◆ Available records
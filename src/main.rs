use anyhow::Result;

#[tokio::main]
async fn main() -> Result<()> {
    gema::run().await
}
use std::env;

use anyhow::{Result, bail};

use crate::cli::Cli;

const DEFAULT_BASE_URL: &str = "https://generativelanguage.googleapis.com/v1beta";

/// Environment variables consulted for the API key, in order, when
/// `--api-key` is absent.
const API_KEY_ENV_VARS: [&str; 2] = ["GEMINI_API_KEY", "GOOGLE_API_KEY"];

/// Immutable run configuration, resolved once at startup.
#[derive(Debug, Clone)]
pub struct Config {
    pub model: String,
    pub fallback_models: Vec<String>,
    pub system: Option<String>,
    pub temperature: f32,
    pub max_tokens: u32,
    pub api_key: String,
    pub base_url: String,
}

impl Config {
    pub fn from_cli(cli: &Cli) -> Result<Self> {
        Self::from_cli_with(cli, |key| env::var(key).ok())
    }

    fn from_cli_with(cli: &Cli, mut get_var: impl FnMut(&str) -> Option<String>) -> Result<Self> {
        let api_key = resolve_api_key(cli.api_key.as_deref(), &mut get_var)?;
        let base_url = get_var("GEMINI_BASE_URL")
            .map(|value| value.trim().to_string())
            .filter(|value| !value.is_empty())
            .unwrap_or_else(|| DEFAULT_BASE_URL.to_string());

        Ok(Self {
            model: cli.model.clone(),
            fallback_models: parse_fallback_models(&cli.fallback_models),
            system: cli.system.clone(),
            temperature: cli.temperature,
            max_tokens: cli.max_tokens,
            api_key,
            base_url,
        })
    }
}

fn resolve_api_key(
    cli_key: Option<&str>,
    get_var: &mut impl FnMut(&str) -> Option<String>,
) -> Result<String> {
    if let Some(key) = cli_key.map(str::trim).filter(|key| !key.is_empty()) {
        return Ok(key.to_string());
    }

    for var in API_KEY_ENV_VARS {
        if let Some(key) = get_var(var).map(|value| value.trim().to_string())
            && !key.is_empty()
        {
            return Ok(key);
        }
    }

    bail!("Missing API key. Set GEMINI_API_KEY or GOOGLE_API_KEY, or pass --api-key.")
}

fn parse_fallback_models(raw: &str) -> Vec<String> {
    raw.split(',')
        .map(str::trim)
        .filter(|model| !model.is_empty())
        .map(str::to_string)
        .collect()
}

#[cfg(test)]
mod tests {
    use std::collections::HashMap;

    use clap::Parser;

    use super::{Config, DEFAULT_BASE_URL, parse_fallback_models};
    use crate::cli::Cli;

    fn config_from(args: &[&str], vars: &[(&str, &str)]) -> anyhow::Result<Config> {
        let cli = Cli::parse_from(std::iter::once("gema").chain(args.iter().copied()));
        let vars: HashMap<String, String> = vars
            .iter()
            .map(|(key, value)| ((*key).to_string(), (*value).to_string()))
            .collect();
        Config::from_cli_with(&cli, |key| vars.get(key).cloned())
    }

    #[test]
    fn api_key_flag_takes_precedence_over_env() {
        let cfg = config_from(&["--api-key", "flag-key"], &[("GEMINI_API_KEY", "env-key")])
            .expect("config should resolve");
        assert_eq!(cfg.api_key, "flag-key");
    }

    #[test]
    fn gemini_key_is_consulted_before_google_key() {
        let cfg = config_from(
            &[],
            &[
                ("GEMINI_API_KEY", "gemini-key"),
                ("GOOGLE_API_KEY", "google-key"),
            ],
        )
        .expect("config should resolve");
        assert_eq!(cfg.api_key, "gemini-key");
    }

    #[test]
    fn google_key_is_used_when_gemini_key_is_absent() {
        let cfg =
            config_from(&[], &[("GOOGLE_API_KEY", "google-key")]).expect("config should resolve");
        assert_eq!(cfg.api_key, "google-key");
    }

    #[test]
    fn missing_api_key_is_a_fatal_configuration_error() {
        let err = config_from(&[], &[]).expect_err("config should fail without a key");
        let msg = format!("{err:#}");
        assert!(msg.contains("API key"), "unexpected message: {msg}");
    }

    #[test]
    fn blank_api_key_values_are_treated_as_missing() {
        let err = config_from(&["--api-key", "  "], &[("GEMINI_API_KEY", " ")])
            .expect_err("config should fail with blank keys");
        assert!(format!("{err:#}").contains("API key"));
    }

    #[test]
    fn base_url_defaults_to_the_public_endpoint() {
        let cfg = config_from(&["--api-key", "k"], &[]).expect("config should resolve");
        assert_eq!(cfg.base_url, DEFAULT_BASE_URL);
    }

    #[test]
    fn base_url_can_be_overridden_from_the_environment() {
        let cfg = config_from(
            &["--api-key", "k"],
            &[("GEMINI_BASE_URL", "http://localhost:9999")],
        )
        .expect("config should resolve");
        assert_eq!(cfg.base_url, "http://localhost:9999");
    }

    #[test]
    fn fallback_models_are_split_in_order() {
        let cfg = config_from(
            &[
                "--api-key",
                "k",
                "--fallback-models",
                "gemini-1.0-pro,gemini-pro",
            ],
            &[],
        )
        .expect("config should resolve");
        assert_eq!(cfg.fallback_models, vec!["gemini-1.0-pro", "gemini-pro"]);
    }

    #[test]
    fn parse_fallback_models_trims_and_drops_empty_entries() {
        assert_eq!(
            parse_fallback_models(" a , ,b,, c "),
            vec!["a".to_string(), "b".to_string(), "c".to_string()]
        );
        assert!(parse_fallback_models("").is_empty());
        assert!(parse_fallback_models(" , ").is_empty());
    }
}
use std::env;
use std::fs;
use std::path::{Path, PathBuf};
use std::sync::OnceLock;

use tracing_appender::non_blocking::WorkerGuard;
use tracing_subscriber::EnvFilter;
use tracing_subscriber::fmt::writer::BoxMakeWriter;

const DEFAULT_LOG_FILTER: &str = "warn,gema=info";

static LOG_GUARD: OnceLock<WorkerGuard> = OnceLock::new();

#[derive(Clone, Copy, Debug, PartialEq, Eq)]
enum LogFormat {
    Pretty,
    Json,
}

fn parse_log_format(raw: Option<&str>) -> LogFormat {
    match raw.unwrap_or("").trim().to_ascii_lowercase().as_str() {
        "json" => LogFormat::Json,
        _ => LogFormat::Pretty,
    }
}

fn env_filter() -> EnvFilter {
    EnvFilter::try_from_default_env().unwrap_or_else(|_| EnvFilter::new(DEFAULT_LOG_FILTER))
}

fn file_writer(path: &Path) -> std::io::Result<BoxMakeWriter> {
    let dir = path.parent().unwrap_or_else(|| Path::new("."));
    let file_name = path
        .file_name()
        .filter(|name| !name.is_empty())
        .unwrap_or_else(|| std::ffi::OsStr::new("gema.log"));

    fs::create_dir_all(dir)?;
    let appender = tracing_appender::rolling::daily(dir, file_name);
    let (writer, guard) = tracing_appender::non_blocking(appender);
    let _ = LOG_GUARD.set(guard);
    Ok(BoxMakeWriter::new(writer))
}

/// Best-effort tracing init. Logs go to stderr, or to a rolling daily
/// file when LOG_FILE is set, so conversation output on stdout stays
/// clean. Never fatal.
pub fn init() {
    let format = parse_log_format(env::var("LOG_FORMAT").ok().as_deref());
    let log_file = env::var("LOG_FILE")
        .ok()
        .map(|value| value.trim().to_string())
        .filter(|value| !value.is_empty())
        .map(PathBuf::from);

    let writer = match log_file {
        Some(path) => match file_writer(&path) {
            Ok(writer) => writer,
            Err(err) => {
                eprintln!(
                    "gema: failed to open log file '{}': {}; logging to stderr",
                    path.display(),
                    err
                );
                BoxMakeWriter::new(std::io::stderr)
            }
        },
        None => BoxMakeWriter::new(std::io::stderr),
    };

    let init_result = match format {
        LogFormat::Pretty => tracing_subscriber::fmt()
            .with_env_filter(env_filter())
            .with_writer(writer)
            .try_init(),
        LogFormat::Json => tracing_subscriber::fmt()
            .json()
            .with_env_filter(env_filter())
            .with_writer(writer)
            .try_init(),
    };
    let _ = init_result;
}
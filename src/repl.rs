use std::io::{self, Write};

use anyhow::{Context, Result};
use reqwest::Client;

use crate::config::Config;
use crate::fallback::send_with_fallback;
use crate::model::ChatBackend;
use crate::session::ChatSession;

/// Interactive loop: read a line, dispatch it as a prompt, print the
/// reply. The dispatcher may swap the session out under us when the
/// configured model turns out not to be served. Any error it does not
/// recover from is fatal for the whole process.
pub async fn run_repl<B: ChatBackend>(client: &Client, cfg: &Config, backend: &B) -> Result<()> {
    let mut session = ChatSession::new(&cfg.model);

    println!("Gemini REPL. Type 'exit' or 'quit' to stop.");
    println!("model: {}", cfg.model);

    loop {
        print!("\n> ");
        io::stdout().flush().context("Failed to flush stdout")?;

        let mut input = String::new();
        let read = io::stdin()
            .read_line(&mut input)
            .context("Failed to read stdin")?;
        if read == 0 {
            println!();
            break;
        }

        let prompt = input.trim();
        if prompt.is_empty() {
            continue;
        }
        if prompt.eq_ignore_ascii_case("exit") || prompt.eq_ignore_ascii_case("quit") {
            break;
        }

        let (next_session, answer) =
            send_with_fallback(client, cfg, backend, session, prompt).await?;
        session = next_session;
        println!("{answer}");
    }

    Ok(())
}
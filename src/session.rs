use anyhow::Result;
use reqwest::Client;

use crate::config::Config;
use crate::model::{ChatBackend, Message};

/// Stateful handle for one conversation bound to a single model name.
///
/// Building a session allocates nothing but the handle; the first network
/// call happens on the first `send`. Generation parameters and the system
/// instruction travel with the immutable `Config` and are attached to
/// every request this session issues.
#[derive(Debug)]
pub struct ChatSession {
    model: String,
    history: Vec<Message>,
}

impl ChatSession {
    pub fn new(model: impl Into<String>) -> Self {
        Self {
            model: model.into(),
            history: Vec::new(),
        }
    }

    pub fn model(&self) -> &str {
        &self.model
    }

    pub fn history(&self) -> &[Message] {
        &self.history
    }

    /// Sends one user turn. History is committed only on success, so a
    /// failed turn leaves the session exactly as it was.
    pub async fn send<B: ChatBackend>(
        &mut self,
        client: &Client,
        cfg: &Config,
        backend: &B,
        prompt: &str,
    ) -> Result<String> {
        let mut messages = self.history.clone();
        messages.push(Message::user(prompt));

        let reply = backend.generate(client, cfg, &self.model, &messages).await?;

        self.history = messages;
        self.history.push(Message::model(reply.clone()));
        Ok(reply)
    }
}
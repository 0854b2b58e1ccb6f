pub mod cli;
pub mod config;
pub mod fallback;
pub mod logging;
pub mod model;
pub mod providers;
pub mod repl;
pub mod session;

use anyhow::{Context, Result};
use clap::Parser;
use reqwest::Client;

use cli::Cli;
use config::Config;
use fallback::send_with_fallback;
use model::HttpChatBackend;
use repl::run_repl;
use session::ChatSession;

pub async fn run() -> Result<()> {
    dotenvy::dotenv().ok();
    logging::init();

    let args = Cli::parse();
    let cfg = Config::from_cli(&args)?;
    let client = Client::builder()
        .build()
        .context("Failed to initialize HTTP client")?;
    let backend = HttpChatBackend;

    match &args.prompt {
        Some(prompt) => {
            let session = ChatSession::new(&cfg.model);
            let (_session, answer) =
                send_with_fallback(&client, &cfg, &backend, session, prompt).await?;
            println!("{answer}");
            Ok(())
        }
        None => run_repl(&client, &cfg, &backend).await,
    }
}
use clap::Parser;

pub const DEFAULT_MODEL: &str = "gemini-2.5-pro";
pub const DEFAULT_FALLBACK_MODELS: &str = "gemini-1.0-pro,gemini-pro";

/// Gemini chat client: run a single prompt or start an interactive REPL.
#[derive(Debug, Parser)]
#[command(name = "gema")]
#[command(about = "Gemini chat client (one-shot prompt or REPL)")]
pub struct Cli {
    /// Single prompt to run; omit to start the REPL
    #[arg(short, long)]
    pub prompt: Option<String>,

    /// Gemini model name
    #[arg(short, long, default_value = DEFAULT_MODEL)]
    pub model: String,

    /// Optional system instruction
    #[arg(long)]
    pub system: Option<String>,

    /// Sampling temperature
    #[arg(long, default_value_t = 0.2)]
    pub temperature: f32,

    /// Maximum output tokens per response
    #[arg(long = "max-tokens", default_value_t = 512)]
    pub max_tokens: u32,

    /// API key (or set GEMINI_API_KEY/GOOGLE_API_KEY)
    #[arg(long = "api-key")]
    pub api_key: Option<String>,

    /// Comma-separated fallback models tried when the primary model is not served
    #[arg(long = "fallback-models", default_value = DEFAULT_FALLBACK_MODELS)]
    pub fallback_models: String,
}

◆ Task details
Pull together all lines from the data that mention the word "system".

◆ Solution to this task
    pub system: Option<String>,
            system: cli.system.clone(),
/// call happens on the first `send`. Generation parameters and the system
    /// Optional system instruction
    pub system: Option<String>,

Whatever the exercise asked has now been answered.